= Sinhala kingdom =

Series of monarchies in Sri Lanka from 543 BCE to 1815 CE

The Sinhala kingdom or Sinhalese kingdom refers to the successive Sinhalese kingdoms that existed in what is today Sri Lanka. The Sinhalese kingdoms are kingdoms known by the city at which its administrative centre was located. (Note: such as Anuradhapura and Polonnaruwa kingdoms) These are in chronological order: the kingdoms of Tambapanni, Upatissa Nuwara, Anuradhapura, Polonnaruwa, Dambadeniya, Gampola, Kotte, Sitawaka and Kandy.

==History==
The Sinhala kingdom ceased to exist by 1815, following the British takeover. While the Sinhala kingdom is claimed to have existed from 543 BCE to 1815 CE, other political entities claimed to have co-existed in Sri Lanka spanning certain partial periods, including the Jaffna kingdom (which existed 1215–1624 CE), Vanni chieftaincies (which existed from the 12th century to 1803 CE) and the Portuguese and Dutch colonies (which existed 1597–1658 CE and 1640–1796 respectively).

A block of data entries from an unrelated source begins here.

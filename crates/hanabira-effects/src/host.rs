//! Cooperative host event loop.
//!
//! [`Host`] plays the part a browser plays for a canvas animation: it hands
//! out cancellable frame-callback and timer handles, keeps the resize
//! listener registry and tracks the viewport. It never calls back into
//! anyone itself. Whoever drives it (the orchestrator's `pump`) drains due
//! timers and frame requests and routes each handle to its owner.

use hanabira_core::{Effect, Viewport};

use crate::error::EngineError;
use crate::surface::DrawingSurface;

/// Handle of a pending frame-callback request.
#[derive(Debug, Clone, Copy, PartialEq, Eq, Hash, PartialOrd, Ord)]
pub struct FrameHandle(u64);

/// Handle of a pending one-shot timer.
#[derive(Debug, Clone, Copy, PartialEq, Eq, Hash, PartialOrd, Ord)]
pub struct TimerHandle(u64);

/// Id of a registered resize listener.
#[derive(Debug, Clone, Copy, PartialEq, Eq, Hash, PartialOrd, Ord)]
pub struct ListenerId(u64);

/// Source of drawing surfaces for controllers.
pub trait SurfaceProvider {
    type Surface: DrawingSurface;

    /// Acquire a fresh surface for `effect`.
    fn acquire(&mut self, effect: Effect) -> Result<Self::Surface, EngineError>;
}

#[derive(Debug, Clone, Copy)]
struct Timer {
    handle: TimerHandle,
    due_ms: f64,
}

/// Frame clock, timers and resize listeners for one page.
#[derive(Debug, Default)]
pub struct Host {
    next_id: u64,
    now_ms: f64,
    viewport: Viewport,
    frame_requests: Vec<FrameHandle>,
    timers: Vec<Timer>,
    resize_listeners: Vec<ListenerId>,
}

impl Host {
    /// Create a host with the given initial viewport and the clock at zero.
    pub fn new(viewport: Viewport) -> Self {
        Self {
            viewport,
            ..Self::default()
        }
    }

    fn next_id(&mut self) -> u64 {
        self.next_id += 1;
        self.next_id
    }

    /// Current host time in milliseconds.
    pub fn now(&self) -> f64 {
        self.now_ms
    }

    pub fn viewport(&self) -> Viewport {
        self.viewport
    }

    /// Ask for a callback on the next frame.
    pub fn request_frame(&mut self) -> FrameHandle {
        let handle = FrameHandle(self.next_id());
        self.frame_requests.push(handle);
        handle
    }

    /// Cancel a pending frame request. Unknown handles are ignored.
    pub fn cancel_frame(&mut self, handle: FrameHandle) {
        self.frame_requests.retain(|h| *h != handle);
    }

    /// Schedule a one-shot timer `delay_ms` from now.
    pub fn set_timeout(&mut self, delay_ms: f64) -> TimerHandle {
        let handle = TimerHandle(self.next_id());
        self.timers.push(Timer {
            handle,
            due_ms: self.now_ms + delay_ms.max(0.0),
        });
        handle
    }

    /// Cancel a pending timer. Unknown handles are ignored.
    pub fn clear_timeout(&mut self, handle: TimerHandle) {
        self.timers.retain(|t| t.handle != handle);
    }

    pub fn add_resize_listener(&mut self) -> ListenerId {
        let id = ListenerId(self.next_id());
        self.resize_listeners.push(id);
        id
    }

    pub fn remove_resize_listener(&mut self, id: ListenerId) {
        self.resize_listeners.retain(|l| *l != id);
    }

    /// Whether `id` is still registered.
    pub fn is_listening(&self, id: ListenerId) -> bool {
        self.resize_listeners.contains(&id)
    }

    pub fn pending_frames(&self) -> usize {
        self.frame_requests.len()
    }

    pub fn pending_timers(&self) -> usize {
        self.timers.len()
    }

    pub fn resize_listener_count(&self) -> usize {
        self.resize_listeners.len()
    }

    /// Move the clock forward and return the timers that fell due, earliest first.
    ///
    /// The clock never runs backwards; an earlier `now_ms` is ignored.
    pub fn advance_to(&mut self, now_ms: f64) -> Vec<TimerHandle> {
        if now_ms > self.now_ms {
            self.now_ms = now_ms;
        }
        let now = self.now_ms;
        let mut due: Vec<Timer> = self.timers.iter().copied().filter(|t| t.due_ms <= now).collect();
        self.timers.retain(|t| t.due_ms > now);
        due.sort_by(|a, b| a.due_ms.total_cmp(&b.due_ms).then(a.handle.cmp(&b.handle)));
        due.into_iter().map(|t| t.handle).collect()
    }

    /// Take every frame request made so far.
    ///
    /// Requests issued while the returned batch is dispatched land in the
    /// next batch.
    pub fn take_frame_requests(&mut self) -> Vec<FrameHandle> {
        std::mem::take(&mut self.frame_requests)
    }

    /// Record a new viewport. Returns `true` if it differs from the current one.
    pub fn set_viewport(&mut self, viewport: Viewport) -> bool {
        let changed = viewport != self.viewport;
        self.viewport = viewport;
        changed
    }

    /// Listeners to notify about a resize.
    pub fn resize_listeners(&self) -> &[ListenerId] {
        &self.resize_listeners
    }
}

#[cfg(test)]
mod tests {
    use super::*;

    #[test]
    fn test_frame_requests_batch() {
        let mut host = Host::new(Viewport::new(80.0, 24.0));
        let a = host.request_frame();
        let b = host.request_frame();
        assert_ne!(a, b);
        assert_eq!(host.pending_frames(), 2);

        let batch = host.take_frame_requests();
        assert_eq!(batch, vec![a, b]);
        assert_eq!(host.pending_frames(), 0);

        let c = host.request_frame();
        assert_eq!(host.take_frame_requests(), vec![c]);
    }

    #[test]
    fn test_cancel_frame() {
        let mut host = Host::default();
        let a = host.request_frame();
        let b = host.request_frame();
        host.cancel_frame(a);
        assert_eq!(host.take_frame_requests(), vec![b]);
        // Cancelling twice is harmless.
        host.cancel_frame(a);
    }

    #[test]
    fn test_timers_fire_in_order() {
        let mut host = Host::default();
        let late = host.set_timeout(500.0);
        let early = host.set_timeout(300.0);
        assert!(host.advance_to(299.0).is_empty());
        assert_eq!(host.advance_to(300.0), vec![early]);
        assert_eq!(host.pending_timers(), 1);
        assert_eq!(host.advance_to(1000.0), vec![late]);
        assert_eq!(host.pending_timers(), 0);
    }

    #[test]
    fn test_timer_relative_to_now() {
        let mut host = Host::default();
        host.advance_to(1000.0);
        let t = host.set_timeout(300.0);
        assert!(host.advance_to(1200.0).is_empty());
        assert_eq!(host.advance_to(1300.0), vec![t]);
    }

    #[test]
    fn test_clear_timeout() {
        let mut host = Host::default();
        let t = host.set_timeout(10.0);
        host.clear_timeout(t);
        assert!(host.advance_to(100.0).is_empty());
    }

    #[test]
    fn test_clock_is_monotonic() {
        let mut host = Host::default();
        host.advance_to(50.0);
        host.advance_to(20.0);
        assert_eq!(host.now(), 50.0);
    }

    #[test]
    fn test_resize_listeners() {
        let mut host = Host::default();
        let id = host.add_resize_listener();
        assert!(host.is_listening(id));
        assert_eq!(host.resize_listener_count(), 1);
        host.remove_resize_listener(id);
        assert!(!host.is_listening(id));
        assert_eq!(host.resize_listener_count(), 0);
    }

    #[test]
    fn test_set_viewport_reports_change() {
        let mut host = Host::new(Viewport::new(10.0, 10.0));
        assert!(!host.set_viewport(Viewport::new(10.0, 10.0)));
        assert!(host.set_viewport(Viewport::new(20.0, 10.0)));
        assert_eq!(host.viewport(), Viewport::new(20.0, 10.0));
    }
}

During these partial periods of time, these political entities were not part of the Sinhala kingdom, except Jaffna and the Vanni chieftaincies following the invasion by Parakramabahu VI, until his death. (Note: Parakramabahu VI was the last Sinhalese king to control the entirety of Sri Lanka.) Records by Faxian thero and the Mahavamsa suggests it may have extended to Maldives and parts of India as well.

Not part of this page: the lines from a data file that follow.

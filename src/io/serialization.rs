// Copyright (c) 2025, Jason Jenkins
// SPDX-License-Identifier: BSD-3-Clause

//! Reading and writing project and catalog files.
//!
//! Thin file wrappers around the codecs; the encoding of a project file is
//! chosen from its extension.

use super::catalog::parse_catalog;
use super::project::{decode_project_as, encode_project_as, ProjectFormat};
use crate::models::label::LabelCatalog;
use crate::models::project::Project;
use crate::Result;
use std::path::Path;

/// Write a project file, JSON or YAML depending on the extension.
pub fn write_project(project: &Project, path: &Path) -> Result<()> {
    let text = encode_project_as(
        ProjectFormat::from_path(path),
        &project.media_path,
        &project.labels_path,
        project.role,
        &project.segments,
    )?;
    std::fs::write(path, text)?;
    Ok(())
}

/// Read a project file, JSON or YAML depending on the extension.
pub fn read_project(path: &Path) -> Result<Project> {
    let text = std::fs::read_to_string(path)?;
    let project = decode_project_as(ProjectFormat::from_path(path), &text)?;
    Ok(project)
}

/// Read and validate a label catalog file.
pub fn read_catalog(path: &Path) -> Result<LabelCatalog> {
    let text = std::fs::read_to_string(path)?;
    let catalog = parse_catalog(&text)?;
    Ok(catalog)
}

#[cfg(test)]
mod tests {
    use super::*;
    use crate::models::project::Role;
    use crate::models::segment::SegmentRecord;
    use crate::models::timeline::SegmentCollection;
    use std::path::PathBuf;

    fn temp_path(name: &str) -> PathBuf {
        std::env::temp_dir().join(format!("segmark-{}-{}", std::process::id(), name))
    }

    fn sample_project() -> Project {
        let mut project = Project::new("clip.mp4".into(), "labels.xml".into(), Role::B);
        project.segments = SegmentCollection::from_records([SegmentRecord {
            start_ms: 100,
            end_ms: 900,
            text: "note".into(),
            label_id: Some(1),
        }]);
        project
    }

    #[test]
    fn test_project_file_roundtrip_json_and_yaml() {
        for name in ["roundtrip.ann", "roundtrip.yaml"] {
            let path = temp_path(name);
            let project = sample_project();
            write_project(&project, &path).unwrap();
            let loaded = read_project(&path).unwrap();
            std::fs::remove_file(&path).ok();

            assert_eq!(loaded.role, Role::B);
            assert_eq!(loaded.segments.records(), project.segments.records());
        }
    }

    #[test]
    fn test_yaml_extension_writes_yaml() {
        let path = temp_path("format.yml");
        write_project(&sample_project(), &path).unwrap();
        let text = std::fs::read_to_string(&path).unwrap();
        std::fs::remove_file(&path).ok();
        assert!(text.contains("video_path: clip.mp4"));
    }

    #[test]
    fn test_read_missing_files() {
        let path = temp_path("does-not-exist.ann");
        assert!(matches!(read_project(&path), Err(crate::Error::Io(_))));
        assert!(matches!(read_catalog(&path), Err(crate::Error::Io(_))));
    }

    #[test]
    fn test_read_catalog_reports_parse_errors() {
        let path = temp_path("labels.xml");
        std::fs::write(&path, r#"<labels><label id="0" display="A"/></labels>"#).unwrap();
        let result = read_catalog(&path);
        std::fs::remove_file(&path).ok();
        assert!(matches!(
            result,
            Err(crate::Error::Catalog(crate::CatalogError::MissingVersion))
        ));
    }
}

==Epochs according to the Mahavamsa chronology==
- Kingdom of Tambapanni (543 BC–505 BC)
- Kingdom of Upatissa Nuwara (505–377 BC)
- Kingdom of Anuradhapura (377 BC – 1017 AD)
- Kingdom of Polonnaruwa (1056–1236)

- Kingdom of Dambadeniya (1236–1272)

- Kingdom of Yapahuwa (1272–1284)

- Kingdom of Kurunegala (1293–1341)

- Kingdom of Gampola (1341–1411)
- Kingdom of Kotte (1412–1598)
- Kingdom of Sitawaka (1521–1593)
- Kingdom of Kandy (1590–1815)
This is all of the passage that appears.